_Work order_
Could you reproduce, from the records below, everything from the line with "filename src/main.rs" down to the line with "use lector_core::answer::AnswerEvent;", keeping both of those lines and changing nothing?

_Data shown_
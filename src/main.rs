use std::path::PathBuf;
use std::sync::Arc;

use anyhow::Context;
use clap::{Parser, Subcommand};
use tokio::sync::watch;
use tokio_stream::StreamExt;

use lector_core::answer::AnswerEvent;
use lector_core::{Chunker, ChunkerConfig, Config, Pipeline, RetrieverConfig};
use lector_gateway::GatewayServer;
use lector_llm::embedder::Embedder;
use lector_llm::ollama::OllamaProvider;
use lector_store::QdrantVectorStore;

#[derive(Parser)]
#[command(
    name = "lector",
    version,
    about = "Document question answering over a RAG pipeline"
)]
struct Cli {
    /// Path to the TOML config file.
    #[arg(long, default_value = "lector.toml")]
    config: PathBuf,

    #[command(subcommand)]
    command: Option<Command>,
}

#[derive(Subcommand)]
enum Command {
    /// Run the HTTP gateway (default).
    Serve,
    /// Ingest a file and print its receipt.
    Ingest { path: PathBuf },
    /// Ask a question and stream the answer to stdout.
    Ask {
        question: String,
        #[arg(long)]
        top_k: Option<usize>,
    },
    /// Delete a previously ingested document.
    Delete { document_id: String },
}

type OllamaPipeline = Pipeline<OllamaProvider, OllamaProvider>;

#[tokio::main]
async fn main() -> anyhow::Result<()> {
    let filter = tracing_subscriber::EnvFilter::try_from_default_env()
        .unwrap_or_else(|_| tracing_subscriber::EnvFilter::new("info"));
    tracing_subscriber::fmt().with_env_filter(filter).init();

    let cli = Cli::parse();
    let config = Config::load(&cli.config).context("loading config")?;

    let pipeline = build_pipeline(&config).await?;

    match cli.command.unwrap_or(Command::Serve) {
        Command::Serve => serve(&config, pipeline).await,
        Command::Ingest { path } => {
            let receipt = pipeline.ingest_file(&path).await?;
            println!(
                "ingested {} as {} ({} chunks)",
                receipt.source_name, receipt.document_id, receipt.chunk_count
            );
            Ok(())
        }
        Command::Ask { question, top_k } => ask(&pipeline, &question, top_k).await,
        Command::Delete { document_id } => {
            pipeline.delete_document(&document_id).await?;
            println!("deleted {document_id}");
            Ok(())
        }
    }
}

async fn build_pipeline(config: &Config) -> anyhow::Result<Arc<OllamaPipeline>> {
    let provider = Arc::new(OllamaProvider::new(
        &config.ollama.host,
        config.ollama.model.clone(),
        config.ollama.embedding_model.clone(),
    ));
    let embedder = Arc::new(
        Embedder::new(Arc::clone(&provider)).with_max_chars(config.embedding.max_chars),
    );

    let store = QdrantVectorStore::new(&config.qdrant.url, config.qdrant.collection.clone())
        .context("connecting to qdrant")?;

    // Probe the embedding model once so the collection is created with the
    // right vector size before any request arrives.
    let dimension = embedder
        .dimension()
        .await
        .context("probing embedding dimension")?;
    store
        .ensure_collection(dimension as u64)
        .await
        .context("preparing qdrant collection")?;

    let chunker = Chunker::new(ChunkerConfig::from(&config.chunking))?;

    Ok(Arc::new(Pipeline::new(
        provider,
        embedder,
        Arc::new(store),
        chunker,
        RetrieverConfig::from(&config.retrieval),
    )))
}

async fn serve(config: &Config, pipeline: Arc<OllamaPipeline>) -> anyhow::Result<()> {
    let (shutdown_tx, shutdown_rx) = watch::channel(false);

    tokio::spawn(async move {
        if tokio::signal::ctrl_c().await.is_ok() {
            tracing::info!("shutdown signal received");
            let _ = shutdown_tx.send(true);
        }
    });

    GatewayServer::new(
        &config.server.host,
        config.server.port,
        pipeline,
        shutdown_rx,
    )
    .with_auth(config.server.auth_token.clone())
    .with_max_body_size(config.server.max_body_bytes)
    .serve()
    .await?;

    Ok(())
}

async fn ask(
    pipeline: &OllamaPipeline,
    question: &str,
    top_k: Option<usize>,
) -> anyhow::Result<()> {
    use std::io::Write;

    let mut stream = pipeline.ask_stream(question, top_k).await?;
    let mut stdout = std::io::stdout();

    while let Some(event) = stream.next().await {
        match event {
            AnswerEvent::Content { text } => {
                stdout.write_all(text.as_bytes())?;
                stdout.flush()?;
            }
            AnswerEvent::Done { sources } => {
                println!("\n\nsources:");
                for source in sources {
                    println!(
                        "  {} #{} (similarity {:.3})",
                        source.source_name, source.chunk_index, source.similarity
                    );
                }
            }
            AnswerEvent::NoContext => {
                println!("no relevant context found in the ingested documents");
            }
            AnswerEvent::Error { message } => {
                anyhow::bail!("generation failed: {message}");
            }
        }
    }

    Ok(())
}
---
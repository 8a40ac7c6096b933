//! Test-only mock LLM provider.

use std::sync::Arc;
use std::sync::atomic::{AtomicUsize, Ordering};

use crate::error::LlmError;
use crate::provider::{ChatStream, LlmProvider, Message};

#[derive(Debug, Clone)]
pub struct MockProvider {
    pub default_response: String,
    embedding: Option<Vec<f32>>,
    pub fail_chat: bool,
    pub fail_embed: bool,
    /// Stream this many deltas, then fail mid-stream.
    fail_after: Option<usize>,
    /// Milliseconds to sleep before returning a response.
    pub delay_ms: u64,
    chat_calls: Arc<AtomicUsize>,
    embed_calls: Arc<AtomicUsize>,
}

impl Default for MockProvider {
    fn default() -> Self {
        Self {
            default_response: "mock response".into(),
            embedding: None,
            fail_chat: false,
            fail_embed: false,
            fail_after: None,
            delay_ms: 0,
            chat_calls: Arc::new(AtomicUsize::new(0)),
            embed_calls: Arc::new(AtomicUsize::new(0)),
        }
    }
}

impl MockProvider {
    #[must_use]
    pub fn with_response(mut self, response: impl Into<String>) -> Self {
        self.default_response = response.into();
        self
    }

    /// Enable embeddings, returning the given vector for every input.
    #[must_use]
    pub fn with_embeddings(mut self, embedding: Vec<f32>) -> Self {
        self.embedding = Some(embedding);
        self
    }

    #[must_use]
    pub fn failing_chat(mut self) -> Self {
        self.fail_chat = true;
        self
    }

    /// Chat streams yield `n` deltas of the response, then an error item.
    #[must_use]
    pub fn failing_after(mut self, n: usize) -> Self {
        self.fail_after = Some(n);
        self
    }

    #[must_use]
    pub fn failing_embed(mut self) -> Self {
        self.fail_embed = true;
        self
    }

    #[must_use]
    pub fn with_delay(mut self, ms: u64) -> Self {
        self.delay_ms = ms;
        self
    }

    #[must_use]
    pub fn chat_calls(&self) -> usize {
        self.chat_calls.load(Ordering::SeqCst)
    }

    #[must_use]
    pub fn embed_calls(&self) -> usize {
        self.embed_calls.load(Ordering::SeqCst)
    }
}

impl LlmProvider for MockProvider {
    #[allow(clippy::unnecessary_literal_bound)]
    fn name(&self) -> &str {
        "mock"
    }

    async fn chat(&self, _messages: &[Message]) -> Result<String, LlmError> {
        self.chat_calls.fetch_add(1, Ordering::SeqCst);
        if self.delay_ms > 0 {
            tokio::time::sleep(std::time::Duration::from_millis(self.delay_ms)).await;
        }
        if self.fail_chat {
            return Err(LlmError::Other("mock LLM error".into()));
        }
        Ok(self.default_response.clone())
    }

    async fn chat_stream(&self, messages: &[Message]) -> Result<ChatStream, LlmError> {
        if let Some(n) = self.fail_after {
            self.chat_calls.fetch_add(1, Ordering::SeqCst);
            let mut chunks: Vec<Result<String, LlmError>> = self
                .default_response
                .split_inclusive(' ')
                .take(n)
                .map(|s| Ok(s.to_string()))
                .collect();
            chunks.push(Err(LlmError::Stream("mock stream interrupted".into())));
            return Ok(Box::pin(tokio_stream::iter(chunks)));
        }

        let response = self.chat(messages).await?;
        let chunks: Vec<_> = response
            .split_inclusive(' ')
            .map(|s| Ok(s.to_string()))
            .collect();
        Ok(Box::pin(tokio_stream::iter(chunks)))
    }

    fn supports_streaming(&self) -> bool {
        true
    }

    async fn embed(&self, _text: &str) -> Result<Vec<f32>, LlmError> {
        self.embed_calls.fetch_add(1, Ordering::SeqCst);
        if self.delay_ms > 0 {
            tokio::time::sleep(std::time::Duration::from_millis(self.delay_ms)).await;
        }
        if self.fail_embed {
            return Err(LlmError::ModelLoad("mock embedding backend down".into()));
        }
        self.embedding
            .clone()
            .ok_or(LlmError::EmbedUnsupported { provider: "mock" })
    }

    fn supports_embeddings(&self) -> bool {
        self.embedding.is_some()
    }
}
...
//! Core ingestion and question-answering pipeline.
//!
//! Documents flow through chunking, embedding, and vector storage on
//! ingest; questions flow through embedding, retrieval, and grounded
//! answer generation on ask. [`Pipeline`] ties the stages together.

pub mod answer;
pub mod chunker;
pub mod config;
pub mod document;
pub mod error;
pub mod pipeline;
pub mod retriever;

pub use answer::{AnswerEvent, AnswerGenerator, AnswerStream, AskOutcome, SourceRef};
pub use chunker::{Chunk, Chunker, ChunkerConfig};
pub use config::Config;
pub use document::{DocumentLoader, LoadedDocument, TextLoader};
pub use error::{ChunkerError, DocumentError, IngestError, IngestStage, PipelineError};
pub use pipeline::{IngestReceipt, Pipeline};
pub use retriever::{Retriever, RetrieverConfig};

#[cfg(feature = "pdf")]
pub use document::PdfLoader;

_Result of this task_
filename src/main.rs
use std::path::PathBuf;
use std::sync::Arc;

use anyhow::Context;
use clap::{Parser, Subcommand};
use tokio::sync::watch;
use tokio_stream::StreamExt;

use lector_core::answer::AnswerEvent;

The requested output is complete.